Pourtant, plusieurs nouveaux membres de l’UE, la Pologne à leur tête, montrent le chemin à suivre. Ces pays, fortement affectés par l’intermédiaire de leur commerce extérieur par l’anémie qui a frappé l’économie de l’Europe occidentale, ont connu un net ralentissement de leur croissance en 2012 et 2013. Mais ils ont su trouver la parade en donnant à leurs économies une impulsion grâce à l’utilisation des fonds structurels que leur a octroyés l’Union européenne pour la période 2007-2013. En effet, à l’exception notable de la Pologne, plusieurs de ces pays avaient accumulé un grand retard dans l’utilisation de ces fonds au titre du programme 2007-2013, le reliquat des fonds engagés devant en être consommé en 2014-2015, sous peine d’être perdu. Ils ont donc mis les bouchées doubles. L’effet sur leur croissance via les dépenses publiques financées par ces fonds s’est fait sentir immédiatement, d’autant plus que ceux-ci ont induit une impulsion budgétaire supplémentaire via l’obligation faite aux Etats de cofinancement, celui-ci jouant comme une sorte de multiplicateur. C’est pourquoi, dans son communiqué de presse du 3 juillet 2014, l’Institut d’Etudes Economiques Internationales de Vienne, soulignant les efforts accomplis par les nouveaux membres de l’UE pour élever le taux de consommation des fonds structurels européens avant qu’ils ne soient perdus, impute pour une part substantielle à cette action une accélération de la croissance de ces pays qu’ils constatent et prévoient pour la période 2014-2015 et que commente Le Monde dans un intéressant dossier en date du 26 août 2014.
Sans attendre l’échéance de 2014-2015, la Pologne avait donné le bon exemple dès la fin des années 2000 – sous la férule de Donald Tusk, le nouveau président du Conseil Européen, il n’est pas inintéressant de le noter -, comme l’a démontré Jerzy Osiatynski, ancien ministre et actuel conseiller économique du Président Komorowski, lors d’un récent colloque . Il a cité comme l’un des facteurs essentiels de la bonne tenue de l’économie polonaise qui, rappelons-le, n’a jamais connu depuis 2008 (même en 2009) de « panne de croissance », ce qu’il a appelé une « forte impulsion budgétaire », en l’occurrence le soutien à la croissance par la dépense publique, celle qui a été cofinancée par les fonds structurels européens et le budget public. Ce n’est un secret pour personne que de constater que le pays s’est couvert de chantiers d’infrastructures – surtout au cours de la période qui a précédé l’organisation des championnats d’Europe de football – tandis que l’industrie du BTP connaissait un essor remarquable, y compris en ce qui concerne l’habitat privé.

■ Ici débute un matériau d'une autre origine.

// SPDX-License-Identifier: MIT OR Apache-2.0
//! Node definitions for the adventure graph.
//!
//! Every node is a tagged union: common authoring fields plus a
//! [`NodeData`] payload matching the node's kind. All dispatch over node
//! kinds pattern-matches the five variants exhaustively, so a new variant
//! cannot silently skip a rule elsewhere in the crate.

use crate::adventure::AdventureId;
use serde::{Deserialize, Serialize};
use uuid::Uuid;

/// Unique identifier for a node
#[derive(Debug, Clone, Copy, PartialEq, Eq, Hash, Serialize, Deserialize)]
pub struct NodeId(pub Uuid);

impl NodeId {
    /// Create a new random node ID
    pub fn new() -> Self {
        Self(Uuid::new_v4())
    }
}

impl Default for NodeId {
    fn default() -> Self {
        Self::new()
    }
}

impl std::fmt::Display for NodeId {
    fn fmt(&self, f: &mut std::fmt::Formatter<'_>) -> std::fmt::Result {
        write!(f, "{}", self.0)
    }
}

/// Unique identifier for a decision choice
#[derive(Debug, Clone, Copy, PartialEq, Eq, Hash, Serialize, Deserialize)]
pub struct ChoiceId(pub Uuid);

impl ChoiceId {
    /// Create a new random choice ID
    pub fn new() -> Self {
        Self(Uuid::new_v4())
    }
}

impl Default for ChoiceId {
    fn default() -> Self {
        Self::new()
    }
}

impl std::fmt::Display for ChoiceId {
    fn fmt(&self, f: &mut std::fmt::Formatter<'_>) -> std::fmt::Result {
        write!(f, "{}", self.0)
    }
}

/// Node kind discriminant
#[derive(
    Debug, Clone, Copy, PartialEq, Eq, PartialOrd, Ord, Hash, Serialize, Deserialize,
)]
#[serde(rename_all = "snake_case")]
pub enum NodeKind {
    /// Narrative beat with optional objectives
    Story,
    /// Player-facing branch point
    Decision,
    /// Attribute check against a difficulty
    Challenge,
    /// Combat encounter
    Combat,
    /// Automatic state check (flag/item/variable/random)
    Check,
}

impl NodeKind {
    /// All kinds, in editor palette order
    pub const ALL: [NodeKind; 5] = [
        Self::Story,
        Self::Decision,
        Self::Challenge,
        Self::Combat,
        Self::Check,
    ];

    /// Display name for editor palettes and diagnostics
    pub fn display_name(&self) -> &'static str {
        match self {
            Self::Story => "Story",
            Self::Decision => "Decision",
            Self::Challenge => "Challenge",
            Self::Combat => "Combat",
            Self::Check => "Check",
        }
    }
}

/// One selectable option on a decision node
#[derive(Debug, Clone, Serialize, Deserialize)]
pub struct Choice {
    /// Unique choice ID; connections reference it via a `choice-<id>` port
    pub id: ChoiceId,
    /// Text shown to players
    pub text: String,
}

impl Choice {
    /// Create a new choice with a fresh ID
    pub fn new(text: impl Into<String>) -> Self {
        Self {
            id: ChoiceId::new(),
            text: text.into(),
        }
    }
}

/// Condition evaluated by a check node
#[derive(Debug, Clone, Serialize, Deserialize)]
#[serde(tag = "check_type", rename_all = "snake_case")]
pub enum CheckCondition {
    /// Session flag must be set
    Flag {
        /// Name of the flag to test
        flag_name: String,
    },
    /// Party must hold an item
    Item {
        /// Name of the required item
        item_name: String,
    },
    /// Session variable must be set
    Variable {
        /// Name of the variable to test
        variable_name: String,
    },
    /// Random roll under a percentage
    Random {
        /// Success chance in percent, valid range 0-100
        random_chance: i32,
    },
}

/// Kind-specific payload of a node
#[derive(Debug, Clone, Serialize, Deserialize)]
#[serde(tag = "type", rename_all = "snake_case")]
pub enum NodeData {
    /// Narrative beat
    Story {
        /// Objectives surfaced to the GM while running the scene
        objectives: Vec<String>,
    },
    /// Branch point
    Decision {
        /// Selectable options; each derives its own output port
        choices: Vec<Choice>,
    },
    /// Attribute check
    Challenge {
        /// Attribute rolled against (e.g. "strength", "perception")
        attribute: String,
        /// Target number, valid range 3-18
        difficulty: i32,
        /// GM-facing description of the check
        description: String,
        /// Narration on success
        success_text: String,
        /// Narration on failure
        failure_text: String,
        /// Whether players may retry after failing
        allow_retry: bool,
    },
    /// Combat encounter
    Combat {
        /// Enemy names
        enemies: Vec<String>,
        /// Whether the enemies surprise the party
        ambush: bool,
        /// Whether fleeing is an option; derives the `flee` port
        can_flee: bool,
        /// Narration on victory
        victory_text: String,
        /// Narration on defeat
        defeat_text: String,
    },
    /// Automatic state check
    Check {
        /// Condition to evaluate
        condition: CheckCondition,
        /// Narration when the condition holds
        success_text: String,
        /// Narration when it does not
        failure_text: String,
    },
}

impl NodeData {
    /// The kind discriminant for this payload
    pub fn kind(&self) -> NodeKind {
        match self {
            Self::Story { .. } => NodeKind::Story,
            Self::Decision { .. } => NodeKind::Decision,
            Self::Challenge { .. } => NodeKind::Challenge,
            Self::Combat { .. } => NodeKind::Combat,
            Self::Check { .. } => NodeKind::Check,
        }
    }
}

/// A node instance in an adventure graph
#[derive(Debug, Clone, Serialize, Deserialize)]
pub struct AdventureNode {
    /// Unique instance ID
    pub id: NodeId,
    /// Owning adventure
    pub adventure_id: AdventureId,
    /// Position on the editor canvas
    pub position: [f32; 2],
    /// Title shown in the node header
    pub title: String,
    /// Narrative content read to players
    pub content: String,
    /// Whether the node's image is revealed to players
    pub image_visible_to_players: bool,
    /// Marks a winning ending; terminal nodes originate no connections
    pub is_victory_node: bool,
    /// Marks a losing ending; terminal nodes originate no connections
    pub is_failure_node: bool,
    /// Experience awarded when the node resolves
    pub experience_reward: u32,
    /// Items awarded when the node resolves
    pub item_rewards: Vec<String>,
    /// Kind-specific payload
    pub data: NodeData,
}

impl AdventureNode {
    /// The node's kind discriminant
    pub fn kind(&self) -> NodeKind {
        self.data.kind()
    }

    /// Whether the node is a victory or failure ending
    pub fn is_terminal(&self) -> bool {
        self.is_victory_node || self.is_failure_node
    }
}

#[cfg(test)]
mod tests {
    use super::*;
    use crate::registry::create_node;

    #[test]
    fn test_kind_matches_data() {
        for kind in NodeKind::ALL {
            let node = create_node(kind, [0.0, 0.0], AdventureId::new());
            assert_eq!(node.kind(), kind);
        }
    }

    #[test]
    fn test_terminal_flags() {
        let mut node = create_node(NodeKind::Story, [0.0, 0.0], AdventureId::new());
        assert!(!node.is_terminal());
        node.is_victory_node = true;
        assert!(node.is_terminal());
        node.is_victory_node = false;
        node.is_failure_node = true;
        assert!(node.is_terminal());
    }

    #[test]
    fn test_node_data_round_trip() {
        let node = create_node(NodeKind::Check, [0.0, 0.0], AdventureId::new());
        let json = serde_json::to_string(&node).unwrap();
        assert!(
            json.contains("\"type\":\"check\""),
            "payload carries its tag: {json}"
        );
        assert!(json.contains("\"check_type\":\"random\""));
        let back: AdventureNode = serde_json::from_str(&json).unwrap();
        assert_eq!(back.id, node.id);
        assert_eq!(back.kind(), NodeKind::Check);
    }
}
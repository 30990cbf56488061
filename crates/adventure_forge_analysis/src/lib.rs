// SPDX-License-Identifier: MIT OR Apache-2.0
//! Path analysis and publish validation for Adventure Forge graphs.
//!
//! Builds on `adventure_forge_graph`:
//! - Reachability and exhaustive path enumeration
//! - Structural and per-node semantic validation
//! - Aggregate statistics (counts, path lengths, play-time estimate)
//!
//! The validator is the only externally consumed surface: the publishing
//! flow calls [`validate_adventure`] and gates publish/update actions on
//! the report's `can_publish`. Everything here is a pure function of an
//! adventure snapshot — deterministic, idempotent, and safe to re-run on
//! every edit.

pub mod paths;
pub mod report;
pub mod stats;
pub mod validation;

pub use paths::{enumerate_paths, reachable_nodes, MAX_PATH_DEPTH};
pub use report::{
    ErrorCode, NodeDiagnostics, ValidationError, ValidationReport, ValidationWarning,
    WarningCode,
};
pub use stats::AdventureStats;
pub use validation::{validate_adventure, validate_node};
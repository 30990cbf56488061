// SPDX-License-Identifier: MIT OR Apache-2.0
//! Aggregate statistics over an adventure graph.

use adventure_forge_graph::{Adventure, NodeId, NodeKind};
use serde::{Deserialize, Serialize};
use std::collections::BTreeMap;

/// Aggregate graph statistics reported alongside validation
#[derive(Debug, Clone, Default, PartialEq, Serialize, Deserialize)]
pub struct AdventureStats {
    /// Total node count
    pub node_count: usize,
    /// Total connection count
    pub connection_count: usize,
    /// Node counts broken down by kind
    pub nodes_by_kind: BTreeMap<NodeKind, usize>,
    /// Number of start-to-terminal (or dead-end) paths
    pub path_count: usize,
    /// Fewest edges on any path; 0 when there are no paths
    pub shortest_path_length: usize,
    /// Most edges on any path; 0 when there are no paths
    pub longest_path_length: usize,
    /// Mean edge count across paths; 0 when there are no paths
    pub average_path_length: f32,
    /// Estimated play time in minutes
    pub estimated_play_minutes: f32,
}

/// Per-kind minute weight used for the play-time estimate
fn minute_weight(kind: NodeKind) -> f32 {
    match kind {
        NodeKind::Story => 2.0,
        NodeKind::Decision => 1.0,
        NodeKind::Challenge => 3.0,
        NodeKind::Combat => 8.0,
        NodeKind::Check => 0.5,
    }
}

/// Compute statistics from an adventure snapshot and its enumerated
/// paths.
///
/// Path lengths are edge counts. The play-time estimate sums each node's
/// per-kind minute weight, then divides by the connection-to-node
/// density when it exceeds 1: a linear chain plays all of its content,
/// while denser branching splits content across mutually exclusive
/// paths, so a single session sees proportionally less of it.
pub fn compute_stats(adventure: &Adventure, paths: &[Vec<NodeId>]) -> AdventureStats {
    let node_count = adventure.node_count();
    let connection_count = adventure.connection_count();

    let mut nodes_by_kind = BTreeMap::new();
    let mut total_minutes = 0.0;
    for node in adventure.nodes() {
        *nodes_by_kind.entry(node.kind()).or_insert(0) += 1;
        total_minutes += minute_weight(node.kind());
    }

    let lengths: Vec<usize> = paths.iter().map(|p| p.len().saturating_sub(1)).collect();
    let (shortest, longest, average) = if lengths.is_empty() {
        (0, 0, 0.0)
    } else {
        let sum: usize = lengths.iter().sum();
        (
            *lengths.iter().min().expect("non-empty"),
            *lengths.iter().max().expect("non-empty"),
            sum as f32 / lengths.len() as f32,
        )
    };

    let density = if node_count == 0 {
        0.0
    } else {
        connection_count as f32 / node_count as f32
    };
    let estimated_play_minutes = total_minutes / density.max(1.0);

    AdventureStats {
        node_count,
        connection_count,
        nodes_by_kind,
        path_count: paths.len(),
        shortest_path_length: shortest,
        longest_path_length: longest,
        average_path_length: average,
        estimated_play_minutes,
    }
}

C’est que la Pologne, pourtant conduite au cours de ces années par des élites d’inspiration libérale, n’a jamais sacrifié au dogme de l’austérité qui a étouffé l’activité économique dans l’Europe occidentale. Cependant, sous l’incidence de la crise des années 2008 et 2009, et des mesures de soutien à l’activité économique qui en étaient résulté, la Pologne avait vu, comme dans de nombreux pays d’Europe, son déficit public monter à près de 8% du PIB, alors même que sa dette publique s’approchait dangereusement de la limite des 60% du PIB qui lui était statutairement assignée. Plutôt que de chercher à réduire brutalement ce déficit, la Pologne a ensuite opté pour un abaissement progressif de celui-ci facilité par le maintien d’une croissance substantielle (de l’ordre de 4% en 2010 et 2011), contrairement à ce qui s’est passé dans maints pays de l’Europe occidentale. Et, quand la Pologne, succombant à la pression des autorités de l’UE, a cherché à durcir inutilement sa politique budgétaire à partir de 2012, le parti politique au pouvoir en a été puni par un ralentissement de la croissance (tombant à 1,6% en 2013), aussitôt sanctionné par une vive remontée de la formation concurrente à relents populistes du Pis compromettant ses chances de victoire au cours des prochaines élections. Tirant les leçons de cette situation, le gouvernement a relancé l’impulsion budgétaire, ceci conduisant à la relance actuelle de la croissance qui, selon les prévisions actuelles, serait revenue aux environs de 3% en 2014.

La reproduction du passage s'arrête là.